L'épisode Guy Môquet, avec en arrière plan les tests ADN pour les candidats au regroupement familial, a cristallisé beaucoup de ce qu'il y a de détestable et délétère dans le sarkozysme. Il a, en même temps, montré l'une des limites du système de communication sarkozyzte, car, pour la première fois, de nombreuses personnes ont osé dire qu'ils n'étaient pas d'accord pour être manipulées ainsi. Le sarkozyzme n'aime pas que ses opposants soient visibles ou audibles, et de ce point de vue l'exercice était un échec pour le Pouvoir, comme je le disais l'autre jour.

L'utilisation UMPiste de Guy Môquet nous vient directement du cerveau de Henri Guaino, et c'est lui qui s'est montré le plus indigné par les réticences des enseignants à qui Nicolas Sarkozy avait confié la tâche d'instaurer une identité nationale tout en larmes et paillettes. Du coup, Guaino a parlé de l'identité nationale et du nationalisme, ce qui nous donne l'occasion d'y revenir.

Commençons par sa sortie la plus bêtement emblématique :

« Cela amène à s'interroger sur ce que doivent être les devoirs d'un professeur dont la nation a payé des études, dont la nation paie le salaire et auquel la nation confie ses enfants», avait avancé Henri Guaino.

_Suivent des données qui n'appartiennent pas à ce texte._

use api_client::{MediaItem, MediaType};
use httpmock::prelude::*;
use std::time::Duration;
use tempfile::tempdir;
use ui::{ImageLoader, ImageLoaderError};

fn image_at(id: &str, url: String) -> MediaItem {
    MediaItem {
        id: id.into(),
        media_type: MediaType::Image,
        media_url: Some(url),
        thumbnail_url: None,
        caption: None,
        permalink: None,
        timestamp: None,
        username: None,
    }
}

fn short_timeout(ms: u64) -> reqwest::Client {
    reqwest::Client::builder()
        .timeout(Duration::from_millis(ms))
        .build()
        .unwrap()
}

#[tokio::test]
async fn test_thumbnail_cached() {
    let server = MockServer::start();
    let mock = server.mock(|when, then| {
        when.method(GET).path("/img.jpg");
        then.status(200).body("thumb");
    });

    let dir = tempdir().unwrap();
    let loader = ImageLoader::new(dir.path().to_path_buf(), 4);
    let item = image_at("1", server.url("/img.jpg"));

    loader.load_thumbnail(&item).await.unwrap();
    assert!(dir.path().join("thumbnails").join("1.jpg").exists());
    assert!(loader.cached_thumbnail("1").is_some());
    mock.assert_hits(1);

    // Second call should use cache
    loader.load_thumbnail(&item).await.unwrap();
    mock.assert_hits(1);
}

#[tokio::test]
async fn test_thumbnail_not_found() {
    let server = MockServer::start();
    server.mock(|when, then| {
        when.method(GET).path("/missing.jpg");
        then.status(404);
    });

    let dir = tempdir().unwrap();
    let loader = ImageLoader::with_client(dir.path().to_path_buf(), short_timeout(1000));
    let item = image_at("1", server.url("/missing.jpg"));

    let err = loader.load_thumbnail(&item).await.err().unwrap();
    assert_eq!(err, ImageLoaderError::NotFound);
    assert!(loader.cached_thumbnail("1").is_none());
}

#[tokio::test]
async fn test_thumbnail_without_url() {
    let dir = tempdir().unwrap();
    let loader = ImageLoader::new(dir.path().to_path_buf(), 1);
    let mut item = image_at("1", String::new());
    item.media_url = None;

    let err = loader.load_thumbnail(&item).await.err().unwrap();
    assert_eq!(err, ImageLoaderError::NotFound);
}

#[tokio::test]
async fn test_thumbnail_timeout() {
    let server = MockServer::start();
    server.mock(|when, then| {
        when.method(GET).path("/slow.jpg");
        then.status(200).body("img").delay(Duration::from_millis(500));
    });

    let dir = tempdir().unwrap();
    let loader = ImageLoader::with_client(dir.path().to_path_buf(), short_timeout(50));
    let item = image_at("1", server.url("/slow.jpg"));

    let err = loader.load_thumbnail(&item).await.err().unwrap();
    assert_eq!(err, ImageLoaderError::Timeout);
}

#[tokio::test]
async fn test_network_error() {
    let dir = tempdir().unwrap();
    let loader = ImageLoader::with_client(dir.path().to_path_buf(), short_timeout(100));

    let listener = std::net::TcpListener::bind("127.0.0.1:0").unwrap();
    let addr = listener.local_addr().unwrap();
    drop(listener);

    let item = image_at("1", format!("http://{}/img.jpg", addr));
    match loader.load_thumbnail(&item).await {
        Err(ImageLoaderError::Network(_)) => (),
        other => panic!("expected network error, got {:?}", other.err()),
    }
}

Ce serait donc la Nation qui aurait payé les études des professeurs, qui payerait leurs salaires ? Voilà une confusion qui passe très bien, qui ressemble suffisamment à du bon sens pour tromper pas mal de monde. La Nation, au sens des nationalistes ne paie ni études, ni salaires, car c'est une abstraction qui s'oppose à d'autres manières d'organiser, d'imaginer et de symboliser la collectivité. La Nation ne sait pas comment écrire des chèques. Dire que les enseignants, ou quiconque aurait bénéficier de l'enseignement supérieur, ou même de la maternelle, soyons rigoureux, ont une sorte de dette envers la Nation, ou plutôt, envers la cause nationaliste, c'est franchement se foutre du monde.

Pourquoi parler, en effet, de Nation ? On peut aussi regarder à gauche pour trouver une réponse. Je pense vaguement aux chévénementistes, mais aussi à cet article de Raphaël Anglade, paru il y a quelques semaines sur Betapolitique : Les socialistes ont-ils perdu la Nation? L'idée n'est pas neuve, mais l'article a au moins le mérite de poser la question clairement:

Pendant tout le XIXe Siècle, la revendication nationale, dans toute l'Europe, est un combat d'émancipation. Un combat de gauche, une lutte contre la vision patrimoniale, monarchiste, réactionnaire du pouvoir et du fait politique. En fait, derrière la Nation se cachent deux combats essentiels :

  • l'instauration de la citoyenneté,
  • et la construction d'une manière d'être ensemble conventionnelle, culturelle, (la Nation, ethnicité fictive, disait Vidal Naquet, me semble-t-il) et par là même non biologique.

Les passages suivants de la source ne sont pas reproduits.